Charli's story

You’ve given us and families like ours the opportunity for our child to grow up and live their life, and that means more than words can say

- Faye, Charli’s Mum

At 9 years of age, Charli was a very positive and upbeat girl who was full of life. Sociable and outgoing, she loved going out walking or cycling with her friends. Then came a thunderbolt from out of the blue that left the whole family reeling.

Symptoms

After missing six weeks of school during the first major COVID-19 lockdown in NSW, Charli should have been returning to class but instead stayed at home, tired and lethargic, with hugely swollen glands on either side of her neck. Faye consulted with a doctor via Telehealth and Charli was put on antibiotics, with no result. Faye decided Charli must have glandular fever and requested that blood tests be done. At 9 PM that same night, at home watching a movie with husband Will, she got a phone call from the pathology centre. “All I remember hearing was that it was pathology about Charli’s blood test and the word leukaemia and go to Wollongong Hospital immediately - everything else was a blur. That’s when the whole nightmare started.”

We thought she had glandular fever. Nothing serious was ever on our radar.

- Faye, Charli's Mum

Diagnosis

After waiting at the hospital for hours, Faye and Will were told that Charli would be transferred to Sydney Children’s Hospital the next morning – a Saturday. By Monday, they had a definitive diagnosis: acute lymphoblastic leukaemia. 

“I’d kept asking, even in Wollongong Hospital: is there any chance that this isn’t leukaemia?,” Faye recalls. “I was hoping that someone would say, ‘Oh, we’re not really sure, maybe it could be this….’  But deep down we knew it was going to be leukaemia. It was just a case of what type of leukaemia.”

Treatment

There began months of ‘tag teaming’, with COVID preventing Faye and Will from being together with Charli at any one time. Faye describes it as ‘a year of text messaging.’ “We were handing over notes about our sick child to each other as we passed in the hallways, with a complete overwhelm of information every time.”

Within a month of what was expected to be at least nine months of treatment, Charli got very sick and had to stay in hospital for 34 days straight. It was during this time that she began to hallucinate from the drugs she was on, leading the hospital to test of meningitis and encephalitis. Faye describes this as “probably the worst time” they went through, though there were others that came close.

It’s so hard to see your child so distressed, and it’s utterly exhausting.

- Faye, Chali's Mum

A Vicious Cycle

After eventually returning home, Charli came down with a high temperature that night and needed to be taken straight back to hospital – the first of what would turn out to be many such times.
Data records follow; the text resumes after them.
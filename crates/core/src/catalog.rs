//! Question bank the decks are dealt from.

use std::collections::HashSet;
use std::path::Path;
use std::sync::Arc;

use thiserror::Error;

use crate::model::{CardId, Difficulty, DomainCount, KnowledgeDomain, QuizCard, count_by_domain};

//
// ─── ERRORS ────────────────────────────────────────────────────────────────────
//

#[derive(Debug, Error)]
#[non_exhaustive]
pub enum CatalogError {
    #[error("catalog must contain at least one card")]
    Empty,

    #[error("duplicate card id: {0}")]
    DuplicateId(CardId),

    #[error("card id cannot be blank")]
    BlankId,

    #[error("card {0} has an empty prompt")]
    EmptyPrompt(CardId),

    #[error("invalid catalog JSON: {0}")]
    Json(#[from] serde_json::Error),

    #[error("failed to read catalog: {0}")]
    Io(#[from] std::io::Error),
}

//
// ─── CATALOG ───────────────────────────────────────────────────────────────────
//

/// Validated, immutable list of quiz cards. Never empty.
#[derive(Debug, Clone, PartialEq)]
pub struct Catalog {
    cards: Vec<Arc<QuizCard>>,
}

impl Catalog {
    /// Validates and wraps a list of cards.
    ///
    /// # Errors
    ///
    /// Returns `CatalogError::Empty` for an empty list, `CatalogError::DuplicateId`
    /// when two cards share an id, and `BlankId`/`EmptyPrompt` for blank fields.
    pub fn new(cards: Vec<QuizCard>) -> Result<Self, CatalogError> {
        if cards.is_empty() {
            return Err(CatalogError::Empty);
        }

        let mut seen = HashSet::with_capacity(cards.len());
        for card in &cards {
            if card.id.is_blank() {
                return Err(CatalogError::BlankId);
            }
            if card.prompt.trim().is_empty() {
                return Err(CatalogError::EmptyPrompt(card.id.clone()));
            }
            if !seen.insert(card.id.clone()) {
                return Err(CatalogError::DuplicateId(card.id.clone()));
            }
        }

        Ok(Self {
            cards: cards.into_iter().map(Arc::new).collect(),
        })
    }

    /// Parses a JSON array of cards (`answerIsTrue`, `spiceLine`, ... field names).
    ///
    /// # Errors
    ///
    /// Returns `CatalogError::Json` on malformed input, or any validation error from `new`.
    pub fn from_json_str(raw: &str) -> Result<Self, CatalogError> {
        let cards: Vec<QuizCard> = serde_json::from_str(raw)?;
        Self::new(cards)
    }

    /// # Errors
    ///
    /// Returns `CatalogError::Io` if the file cannot be read, otherwise as `from_json_str`.
    pub fn from_path(path: impl AsRef<Path>) -> Result<Self, CatalogError> {
        let raw = std::fs::read_to_string(path)?;
        Self::from_json_str(&raw)
    }

    /// The built-in economics and French law question bank.
    #[must_use]
    pub fn builtin() -> Self {
        Self {
            cards: builtin_cards().into_iter().map(Arc::new).collect(),
        }
    }

    #[must_use]
    pub fn cards(&self) -> &[Arc<QuizCard>] {
        &self.cards
    }

    #[must_use]
    pub fn len(&self) -> usize {
        self.cards.len()
    }

    /// Always false for a constructed catalog.
    #[must_use]
    pub fn is_empty(&self) -> bool {
        self.cards.is_empty()
    }

    #[must_use]
    pub fn get(&self, id: &CardId) -> Option<&Arc<QuizCard>> {
        self.cards.iter().find(|card| &card.id == id)
    }

    #[must_use]
    pub fn count_by_domain(&self) -> Vec<DomainCount> {
        count_by_domain(self.cards.iter().map(|card| &**card))
    }
}

//
// ─── BUILT-IN CARDS ────────────────────────────────────────────────────────────
//

fn card(
    id: &str,
    domain: KnowledgeDomain,
    prompt: &str,
    answer_is_true: bool,
    explanation: &str,
    spice_line: &str,
    difficulty: Difficulty,
) -> QuizCard {
    QuizCard {
        id: CardId::new(id),
        domain,
        prompt: prompt.to_string(),
        answer_is_true,
        explanation: explanation.to_string(),
        spice_line: Some(spice_line.to_string()),
        difficulty,
    }
}

#[allow(clippy::too_many_lines)]
fn builtin_cards() -> Vec<QuizCard> {
    use Difficulty::{Costaud, Facile, Moyen};
    use KnowledgeDomain::{DroitFrancais, Economie};

    vec![
        card(
            "econ-bce-inflation-target",
            Economie,
            "La Banque centrale européenne vise une inflation « proche mais inférieure à 2 % » à moyen terme.",
            true,
            "Depuis 2003, la BCE vise un taux d'inflation de 2 % approximativement, objectif réaffirmé en 2021 pour assurer la stabilité des prix.",
            "Lagarde ne fait pas tourner la planche à billets au hasard.",
            Facile,
        ),
        card(
            "econ-gdp-real",
            Economie,
            "Le PIB nominal d’un pays est déjà corrigé de l’inflation, contrairement au PIB réel.",
            false,
            "C’est l’inverse : le PIB réel est ajusté de l’inflation, le PIB nominal reste au prix courant. Gare aux cousins économistes qui confondent.",
            "Le nominal aime bien les chiffres gonflés.",
            Moyen,
        ),
        card(
            "econ-fiscal-multiplicateur",
            Economie,
            "Un multiplicateur budgétaire supérieur à 1 signifie qu’un euro de dépense publique génère plus d’un euro de PIB.",
            true,
            "Le multiplicateur budgétaire mesure l’effet d’une dépense publique sur l’activité. S'il est > 1, l’effet amplifie l’impulsion budgétaire.",
            "Magie keynésienne : un euro public peut avoir des petits frères.",
            Moyen,
        ),
        card(
            "econ-oat",
            Economie,
            "Les obligations d’État françaises à 10 ans sont aussi connues sous le nom d’OAT.",
            true,
            "Les Obligations Assimilables du Trésor (OAT) sont l’instrument de dette à moyen-long terme le plus courant pour financer l’État français.",
            "Les financiers prononcent « O-A-T » mais pensent « baguette ».",
            Facile,
        ),
        card(
            "econ-triple-deficit",
            Economie,
            "Un pays peut afficher simultanément un déficit public, un déficit commercial et un déficit d’épargne privée : c’est le « triple déficit ».",
            true,
            "On parle de triple déficit quand les trois grands soldes macroéconomiques sont négatifs, souvent signe d’un déséquilibre global.",
            "Un triple combo que même Street Fighter trouverait violent.",
            Costaud,
        ),
        card(
            "econ-quantitative-tightening",
            Economie,
            "Le « quantitative tightening » consiste à racheter massivement des actifs pour soutenir le crédit.",
            false,
            "C’est l’inverse : le quantitative tightening réduit le bilan d’une banque centrale en laissant expirer (ou vendre) des titres, retirant ainsi de la liquidité.",
            "C’est la cure detox après les orgies de liquidités.",
            Moyen,
        ),
        card(
            "law-cdi-trial",
            DroitFrancais,
            "En France, la période d’essai d’un CDI peut être renouvelée si et seulement si un accord de branche le prévoit.",
            true,
            "Le Code du travail n’autorise le renouvellement que si un accord de branche le permet et si cette possibilité est prévue dans le contrat.",
            "Pas d’accord de branche, pas de joker : c’est écrit noir sur blanc.",
            Moyen,
        ),
        card(
            "law-smic-date",
            DroitFrancais,
            "Le SMIC est réévalué automatiquement chaque 1er janvier, sans possibilité de revalorisation en cours d’année.",
            false,
            "Il est revalorisé au 1er janvier, mais des hausses automatiques surviennent aussi si l’inflation dépasse 2 % ou sur décision gouvernementale.",
            "Quand les prix flambent, le SMIC reçoit parfois un rappel surprise.",
            Facile,
        ),
        card(
            "law-cdd-prime",
            DroitFrancais,
            "Les CDD ouvrent droit à une prime de précarité de 10 % sauf exceptions, comme la signature d’un CDI à la suite du contrat.",
            true,
            "La prime est due pour compenser la précarité, sauf cas listés par le Code du travail (rupture anticipée pour faute grave, CDI proposé, etc.).",
            "Le bonus de fin de CDD n’est pas une rumeur TikTok.",
            Facile,
        ),
        card(
            "law-cse-obligation",
            DroitFrancais,
            "La mise en place d’un CSE devient obligatoire à partir de 50 salariés en France.",
            true,
            "Le Comité Social et Économique est obligatoire dès 11 salariés, mais ses attributions complètes apparaissent à 50 salariés.",
            "À 11 déjà, mais à 50 ça devient une vraie tournée de réunions.",
            Facile,
        ),
        card(
            "law-code-civil-1103",
            DroitFrancais,
            "L’article 1103 du Code civil dispose que « les conventions légalement formées tiennent lieu de loi à ceux qui les ont faites ».",
            true,
            "C’est le principe de force obligatoire du contrat, pilier du droit des obligations réaffirmé lors de la réforme de 2016.",
            "Un contrat, ce n’est pas juste un PDF qui prend la poussière.",
            Moyen,
        ),
        card(
            "law-amende-contravention-1",
            DroitFrancais,
            "Une contravention de 1re classe peut entraîner jusqu’à 750 € d’amende pour une personne physique.",
            false,
            "Le plafond est de 38 € pour une contravention de 1re classe ; 750 € correspond au maximum pour la 5e classe.",
            "On garde les 750 € pour les grosses bêtises, pas pour un ticket perdu.",
            Facile,
        ),
    ]
}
“I would do the weekdays in hospital, then Will would come back from work on Friday and go straight to the hospital. He’d do the weekend, and then I’d come back on Sunday night and we’d start again,” explains Faye. “We spent easily a year doing that, because she was just in and out of hospital the whole time.”

We need better treatments, because the treatments were just horrifically toxic and have really taken their toll

- Faye, Charli’s Mum

Side Effects

Charli experienced a range of debilitating side-effects during treatment, including mucositis that became so severe she couldn’t swallow,  pancreatitis, and liver failure.  A condition called avascular necrosis in her right hip also put her in a wheelchair for months.

After initially being cooperative and compliant, she began to get very upset when procedures needed to be done. Everything, including the drive to hospital, became traumatic. “Even the simplest things at that point become difficult,” Faye explains. “That really starts to take its toll.”

Today

Since finishing treatment in May 2022, Charli has been in chronic pain, unable to walk the dogs or play any sport. Faye is also noticing effects on Charli’s mental health, and worries about potential late effects such as fertility issues.

“I think most people’s perceptions of cancer are sitting in a recliner, getting chemotherapy in your arm, losing your hair, and feeling sick. And yet the reality is that it’s not only the treatment that’s awful − the side effects and the recovery can be even more debilitating,” she explains.

Looking to the future, Faye says what she most wants to see is better treatments.

“I don’t want other children to go through what our Charli has gone through, and what so many other children have gone through. We need to find better options. We need to invest in the things that are going to make a difference.”